Um caso que permite ver aquilo que tantas vezes é negado em matéria das razões dos sucessivos défices orçamentais. Não são seguramente as despesas com saúde, educação, justiça ou segurança que estão na origem do problema do défice das contas públicas, mas sim um quadro legislativo que permite ao grande capital passar incólume perante o fardo dos sacrifícios e da austeridade que está hoje a ser servido em dose reforçada.
Um caso que exprime de forma contundente onde é que estão os milhões de euros produzidos pelo trabalho. Não estão seguramente nos bolsos dos trabalhadores, dos reformados, das pequenas e médias empresas, ou mesmo do Estado, mas sim na algibeira sem fundo dos especuladores, dos banqueiros, do capital financeiro.
E por último, um caso que não pode deixar de responsabilizar o poder político, cada vez mais submetido ao poder económico, como aliás se verificou pelo comportamento sem distinção de PS, PSD e CDS que em cada momento se comportaram seja no governo, seja na Assembleia da República, como agentes ao serviço dos interesses mais poderosos, executantes sem alma, da actual política de direita que está a conduzir o país para o desastre.

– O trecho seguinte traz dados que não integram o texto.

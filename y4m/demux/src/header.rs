/*!
    Header line tokenizer.
*/

use y4m_types::{ColorFormat, Error, Result, StreamHeader};

/**
    Parse the header parameters that follow the signature.

    `line` is the header line with its trailing newline already removed.
    Tokens are dispatched on their first character; unknown tags are
    skipped so that extension tokens (`I`, `A`, `X`, ...) do not break
    parsing. Width and height stay zero when absent.
*/
pub fn parse_header_line(line: &str) -> Result<StreamHeader> {
    let mut header = StreamHeader::default();

    for token in line.split(' ').filter(|t| !t.is_empty()) {
        match token.as_bytes()[0] {
            b'W' => header.width = parse_field(token, &token[1..])?,
            b'H' => header.height = parse_field(token, &token[1..])?,
            b'C' => {
                header.color =
                    ColorFormat::from_tag(token).ok_or_else(|| Error::UnsupportedColorFormat {
                        token: token.to_string(),
                    })?;
            }
            b'F' => {
                // Rational rates such as 30000:1001 keep only the numerator.
                let numerator = token[1..].split(':').next().unwrap_or_default();
                header.frame_rate = parse_field(token, numerator)?;
            }
            _ => {}
        }
    }

    if header.width % 2 != 0 || header.height % 2 != 0 {
        return Err(Error::InvalidDimensions {
            width: header.width,
            height: header.height,
        });
    }

    Ok(header)
}

fn parse_field(token: &str, digits: &str) -> Result<u32> {
    // u32::from_str accepts a leading '+', the header grammar does not
    if !digits.bytes().all(|b| b.is_ascii_digit()) {
        return Err(malformed(token));
    }
    digits.parse().map_err(|_| malformed(token))
}

fn malformed(token: &str) -> Error {
    Error::MalformedHeaderField {
        token: token.to_string(),
    }
}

O detalhe que aqui se usou não visa focar o debate que se segue neste caso, mas tão só partir de um exemplo concreto e recente para a avaliação de uma realidade mais geral que infelizmente se agravou nos últimos meses.
O nosso país é hoje alvo de um processo de intervenção externa que resultou do compromisso entre os três partidos da política de direita e a União Europeia e o FMI. Um pacto de agressão que como temos sublinhado, não vai resolver, antes a gravar o conjunto dos problemas nacionais.

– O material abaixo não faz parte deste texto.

#[cfg(test)]
mod tests {
    use std::io::{Cursor, Write};

    use y4m_types::ColorFormat;

    use super::*;

    const HEADER: &[u8] = b"YUV4MPEG2 W4 H2 F30 C420\n";

    fn init_test_tracing() {
        let _ = tracing_subscriber::fmt()
            .with_env_filter(
                tracing_subscriber::EnvFilter::try_from_default_env()
                    .unwrap_or_else(|_| "debug".into()),
            )
            .with_test_writer()
            .try_init();
    }

    fn stream(header: &[u8], frames: usize, payload_len: usize) -> Cursor<Vec<u8>> {
        let mut bytes = header.to_vec();
        for i in 0..frames {
            bytes.extend_from_slice(b"FRAME\n");
            bytes.extend((0..payload_len).map(|b| (b + i) as u8));
        }
        Cursor::new(bytes)
    }

    #[test]
    fn single_frame_then_end_of_stream() -> Result<()> {
        init_test_tracing();
        let mut reader = Y4mReader::new(stream(HEADER, 1, 12))?;

        let header = reader.header();
        assert_eq!((header.width, header.height, header.frame_rate), (4, 2, 30));
        assert_eq!(header.color, ColorFormat::C420);

        let frame = reader.parse_next_frame()?.expect("one frame");
        assert_eq!(frame.y().len(), 8);
        assert_eq!(frame.cb().len(), 2);
        assert_eq!(frame.cr().len(), 2);
        assert_eq!(frame.y(), &[0, 1, 2, 3, 4, 5, 6, 7]);
        assert_eq!(frame.cb(), &[8, 9]);
        assert_eq!(frame.cr(), &[10, 11]);
        assert_eq!(frame.index(), 0);

        assert!(reader.parse_next_frame()?.is_none());
        assert!(reader.parse_next_frame()?.is_none());
        assert!(reader.is_finished());
        Ok(())
    }

    #[test]
    fn n_frames_then_end_of_stream() -> Result<()> {
        let mut reader = Y4mReader::new(stream(HEADER, 5, 12))?;
        for i in 0..5u64 {
            let frame = reader.parse_next_frame()?.expect("frame");
            assert_eq!(frame.index(), i);
            assert_eq!(frame.y()[0], i as u8);
        }
        assert!(reader.parse_next_frame()?.is_none());
        assert_eq!(reader.frames_read(), 5);
        Ok(())
    }

    #[test]
    fn empty_stream_ends_immediately() -> Result<()> {
        let mut reader = Y4mReader::new(stream(HEADER, 0, 12))?;
        assert!(reader.parse_next_frame()?.is_none());
        assert_eq!(reader.frames_read(), 0);
        Ok(())
    }

    #[test]
    fn frame_parameters_are_ignored() -> Result<()> {
        let mut bytes = HEADER.to_vec();
        bytes.extend_from_slice(b"FRAME Ip XFOO=1\n");
        bytes.extend_from_slice(&[1u8; 12]);
        let mut reader = Y4mReader::new(Cursor::new(bytes))?;
        assert!(reader.parse_next_frame()?.is_some());
        Ok(())
    }

    #[test]
    fn truncated_final_frame() -> Result<()> {
        let mut bytes = stream(HEADER, 2, 12).into_inner();
        bytes.truncate(bytes.len() - 5);
        let mut reader = Y4mReader::new(Cursor::new(bytes))?;

        assert!(reader.parse_next_frame()?.is_some());
        let err = reader.parse_next_frame().unwrap_err();
        assert!(matches!(
            err,
            Error::TruncatedFrame {
                expected: 12,
                actual: 7
            }
        ));
        assert!(matches!(reader.parse_next_frame(), Err(Error::Poisoned)));
        Ok(())
    }

    #[test]
    fn marker_line_without_newline_is_truncated() -> Result<()> {
        let mut bytes = HEADER.to_vec();
        bytes.extend_from_slice(b"FRAME");
        let mut reader = Y4mReader::new(Cursor::new(bytes))?;
        assert!(matches!(
            reader.parse_next_frame(),
            Err(Error::TruncatedFrame {
                expected: 12,
                actual: 0
            })
        ));
        Ok(())
    }

    #[test]
    fn missing_frame_marker() -> Result<()> {
        let mut bytes = HEADER.to_vec();
        bytes.extend_from_slice(b"FRAM\n");
        bytes.extend_from_slice(&[0u8; 12]);
        let mut reader = Y4mReader::new(Cursor::new(bytes))?;

        let err = reader.parse_next_frame().unwrap_err();
        assert!(matches!(&err, Error::FrameMarkerMissing { line } if line == "FRAM"));
        assert!(matches!(reader.parse_next_frame(), Err(Error::Poisoned)));
        Ok(())
    }

    #[test]
    fn endless_marker_line_stops_at_cap() -> Result<()> {
        let mut bytes = HEADER.to_vec();
        bytes.extend_from_slice(b"FRAME");
        bytes.extend(std::iter::repeat_n(b'x', 64 * 1024));
        let mut reader = Y4mReader::new(Cursor::new(bytes))?;

        let err = reader.parse_next_frame().unwrap_err();
        assert!(
            matches!(&err, Error::FrameMarkerMissing { line } if line.starts_with("FRAMExxx")),
            "{err}"
        );
        let consumed = reader.reader.position() as usize;
        assert_eq!(consumed, HEADER.len() + MAX_MARKER_LINE);
        Ok(())
    }

    #[test]
    fn endless_header_line_is_truncated() {
        let mut bytes = b"YUV4MPEG2 W4 H2 F30 X".to_vec();
        bytes.extend(std::iter::repeat_n(b'x', 64 * 1024));
        bytes.push(b'\n');

        let result = Y4mReader::new(Cursor::new(bytes));
        assert!(matches!(
            result,
            Err(Error::TruncatedHeader { have, .. }) if have == SIGNATURE.len() + MAX_HEADER_LINE
        ));
    }

    #[test]
    fn missing_dimensions_fail_at_first_frame() -> Result<()> {
        let mut reader = Y4mReader::new(stream(b"YUV4MPEG2 F30 C420\n", 1, 12))?;
        assert_eq!(reader.header().width, 0);
        assert!(matches!(
            reader.parse_next_frame(),
            Err(Error::InvalidDimensions {
                width: 0,
                height: 0
            })
        ));
        Ok(())
    }

    #[test]
    fn unsupported_color_fails_construction() {
        let result = Y4mReader::new(stream(b"YUV4MPEG2 W4 H2 F30 C444\n", 1, 24));
        assert!(matches!(
            result,
            Err(Error::UnsupportedColorFormat { ref token }) if token == "C444"
        ));
    }

    #[test]
    fn ffmpeg_style_header_decodes() -> Result<()> {
        let header = b"YUV4MPEG2 W4 H2 F25:1 Ip A1:1 C420jpeg XYSCSS=420JPEG\n";
        let mut reader = Y4mReader::new(stream(header, 1, 12))?;
        assert_eq!(reader.header().color, ColorFormat::C420);
        let frame = reader.parse_next_frame()?.expect("one frame");
        assert_eq!(frame.data().len(), 12);
        Ok(())
    }

    #[test]
    fn signature_mismatch() {
        let result = Y4mReader::new(Cursor::new(b"YUV4MPEG3 W4 H2\n".to_vec()));
        assert!(matches!(
            result,
            Err(Error::SignatureMismatch { ref got }) if got == "YUV4MPEG3"
        ));
    }

    #[test]
    fn short_signature_is_truncated_header() {
        let result = Y4mReader::new(Cursor::new(b"YUV4".to_vec()));
        assert!(matches!(
            result,
            Err(Error::TruncatedHeader { needed: 9, have: 4 })
        ));

        let result = Y4mReader::new(Cursor::new(Vec::new()));
        assert!(matches!(
            result,
            Err(Error::TruncatedHeader { needed: 9, have: 0 })
        ));
    }

    #[test]
    fn header_without_newline_is_truncated() {
        let result = Y4mReader::new(Cursor::new(b"YUV4MPEG2 W4 H2 F30".to_vec()));
        assert!(matches!(result, Err(Error::TruncatedHeader { .. })));
    }

    #[test]
    fn crlf_header_is_accepted() -> Result<()> {
        let reader = Y4mReader::new(stream(b"YUV4MPEG2 W4 H2 F30 C420\r\n", 0, 12))?;
        assert_eq!(reader.header().color, ColorFormat::C420);
        assert_eq!(reader.header().frame_rate, 30);
        Ok(())
    }

    #[test]
    fn iterator_yields_frames_then_stops() -> Result<()> {
        let reader = Y4mReader::new(stream(HEADER, 3, 12))?;
        let frames = reader.collect::<Result<Vec<_>>>()?;
        assert_eq!(frames.len(), 3);
        Ok(())
    }

    #[test]
    fn iterator_yields_single_error() -> Result<()> {
        let mut bytes = stream(HEADER, 1, 12).into_inner();
        bytes.extend_from_slice(b"garbage\n");
        let mut reader = Y4mReader::new(Cursor::new(bytes))?;

        assert!(matches!(reader.next(), Some(Ok(_))));
        assert!(matches!(reader.next(), Some(Err(Error::FrameMarkerMissing { .. }))));
        assert!(reader.next().is_none());
        Ok(())
    }

    #[test]
    fn frames_do_not_share_storage() -> Result<()> {
        let mut reader = Y4mReader::new(stream(HEADER, 2, 12))?;
        let a = reader.parse_next_frame()?.expect("first");
        let b = reader.parse_next_frame()?.expect("second");
        assert_ne!(a.data().as_ptr(), b.data().as_ptr());
        assert_ne!(a.y(), b.y());
        Ok(())
    }

    #[test]
    fn open_reads_file_from_disk() -> Result<()> {
        let mut file = tempfile::Builder::new().suffix(".y4m").tempfile()?;
        file.write_all(&stream(HEADER, 2, 12).into_inner())?;
        file.flush()?;

        let mut reader = Y4mReader::open(file.path())?;
        assert_eq!(reader.header().width, 4);
        assert!(reader.parse_next_frame()?.is_some());
        assert!(reader.parse_next_frame()?.is_some());
        assert!(reader.parse_next_frame()?.is_none());
        Ok(())
    }

    #[test]
    fn open_rejects_bad_paths() {
        assert!(matches!(Y4mReader::open(""), Err(Error::InvalidInput(_))));
        assert!(matches!(
            Y4mReader::open("clip.mp4"),
            Err(Error::InvalidInput(_))
        ));
        assert!(matches!(Y4mReader::open("clip"), Err(Error::InvalidInput(_))));
        assert!(matches!(
            Y4mReader::open("/nonexistent/dir/clip.y4m"),
            Err(Error::Io(_))
        ));
    }
}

Nos objectivos centrais deste pacto, está o agravamento da exploração de quem trabalha, o saque das riquezas nacionais, uma cada vez maior subordinação do país aos interesses do grande capital e das grandes potencias estrangeiras.

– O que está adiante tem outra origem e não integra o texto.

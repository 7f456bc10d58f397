//! Screen geometry helpers for the widget and secondary windows.
//!
//! Out-of-range bounds are clamped here and never surfaced as errors.

use crate::config::MenuMetrics;
use crate::shared::types::{Bounds, Point, ScreenSize};

/// Clamp `bounds` so that `0 <= x <= screen.width - w` and `0 <= y <= screen.height - h`.
///
/// A window larger than the screen is pinned to the origin on that axis.
pub fn clamp_to_screen(bounds: Bounds, screen: ScreenSize) -> Bounds {
    let max_x = (screen.width - bounds.width).max(0.0);
    let max_y = (screen.height - bounds.height).max(0.0);
    Bounds {
        x: bounds.x.clamp(0.0, max_x),
        y: bounds.y.clamp(0.0, max_y),
        ..bounds
    }
}

/// Default collapsed placement: bottom-right corner, `margin` away from both edges.
pub fn corner_default(width: f64, height: f64, screen: ScreenSize, margin: f64) -> Bounds {
    clamp_to_screen(
        Bounds::new(screen.width - width - margin, screen.height - height - margin, width, height),
        screen,
    )
}

pub fn centered(width: f64, height: f64, screen: ScreenSize) -> Bounds {
    clamp_to_screen(
        Bounds::new((screen.width - width) / 2.0, (screen.height - height) / 2.0, width, height),
        screen,
    )
}

/// Resize keeping the edges nearest to the screen edges fixed.
///
/// An orb parked in the bottom-right quadrant grows up and to the left, one
/// in the top-left quadrant grows down and to the right.
pub fn corner_biased_resize(current: Bounds, width: f64, height: f64, screen: ScreenSize) -> Bounds {
    let center = current.center();
    let x = if center.x > screen.width / 2.0 {
        current.right() - width
    } else {
        current.x
    };
    let y = if center.y > screen.height / 2.0 {
        current.bottom() - height
    } else {
        current.y
    };
    clamp_to_screen(Bounds::new(x, y, width, height), screen)
}

/// Orb hit-area: the circle inscribed in the orb bounds.
pub fn orb_hit(orb: Bounds, point: Point) -> bool {
    let radius = orb.width.min(orb.height) / 2.0;
    orb.center().distance_to(point) <= radius
}

/// Placement of the popup menu around a collapsed orb.
#[derive(Debug, Clone, Copy, PartialEq)]
pub struct MenuLayout {
    /// Grown widget window region: union of orb and menu surface
    pub window: Bounds,
    /// Menu surface in screen coordinates
    pub menu: Bounds,
}

impl MenuLayout {
    pub fn menu_offset(&self) -> Point {
        Point::new(self.menu.x - self.window.x, self.menu.y - self.window.y)
    }

    pub fn orb_offset(&self, orb: Bounds) -> Point {
        Point::new(orb.x - self.window.x, orb.y - self.window.y)
    }
}

/// Lay the menu out above the orb, horizontally centered on it.
///
/// Falls back to below the orb when there is no room above. The menu surface
/// is kept on screen independently so the orb never moves while the menu is open.
pub fn menu_layout(orb: Bounds, metrics: &MenuMetrics, item_count: usize, screen: ScreenSize) -> MenuLayout {
    let height = metrics.surface_height(item_count);
    let x = orb.center().x - metrics.width / 2.0;
    let above = orb.y - metrics.gap - height;
    let y = if above >= 0.0 {
        above
    } else {
        orb.bottom() + metrics.gap
    };

    let menu = clamp_to_screen(Bounds::new(x, y, metrics.width, height), screen);
    MenuLayout {
        window: orb.union(&menu),
        menu,
    }
}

O problema do défice das contas públicas é erguido como justificação primeira para a imposição de sacrifícios. Mas não há nenhuma medida que aponte para o combate a esse mesmo défice indo buscar recursos aonde eles estão. Todas as medidas estão construídas para o aumento das receitas fiscais é por via do IRS – veja-se o roubo ao subsídio de natal que começará – , do IVA, do IMI. Junta-se um programa de privatizações essencialmente dirigido para a aquisição de muitas dessas empresas pelo capital estrangeiro, ou não fosse o périplo que os diferentes ministros têm realizado por algumas capitais da Europa e do mundo, um indicativo sinal de quem está a vender o país a patacos.
E aos que vêm ou querem ver na troika, um qualquer sinal de moralização e medidas enérgicas, visando pôr as contas na ordem, só por cegueira, ou interesse próprio, é que não chega à conclusão de que tudo quanto está no programa de agressão, na política do governo, e previsivelmente nas medidas do orçamento de estado que será apresentado nos próximos dias, mais não é do que o aprofundamento do conjunto de políticas que empobrecem o povo português, delapidam os recursos nacionais e comprometem o futuro do país.
Dando continuidade à intensa intervenção política que temos dedicado a estes temas e que o debate público é hoje um exemplo, não deixaremos de continuar a lutar e a confrontar o país, com propostas e medidas concretas que permitam uma inversão no grossíssimo problema da fuga de capitais que está em curso. Desde a proposta do fim das isenções fiscais das empresas financeiras no off-shore da Madeira, passando pela obrigatoriedade de tributação fiscal das empresas na base do país onde exercem a sua actividade, até ao combate às privatizações, o PCP não só não deixará cair estas bandeiras, como intensificará a sua acção em torno destes problemas, cuja resposta é inseparável da política patriótica e de esquerda que propomos ao povo português.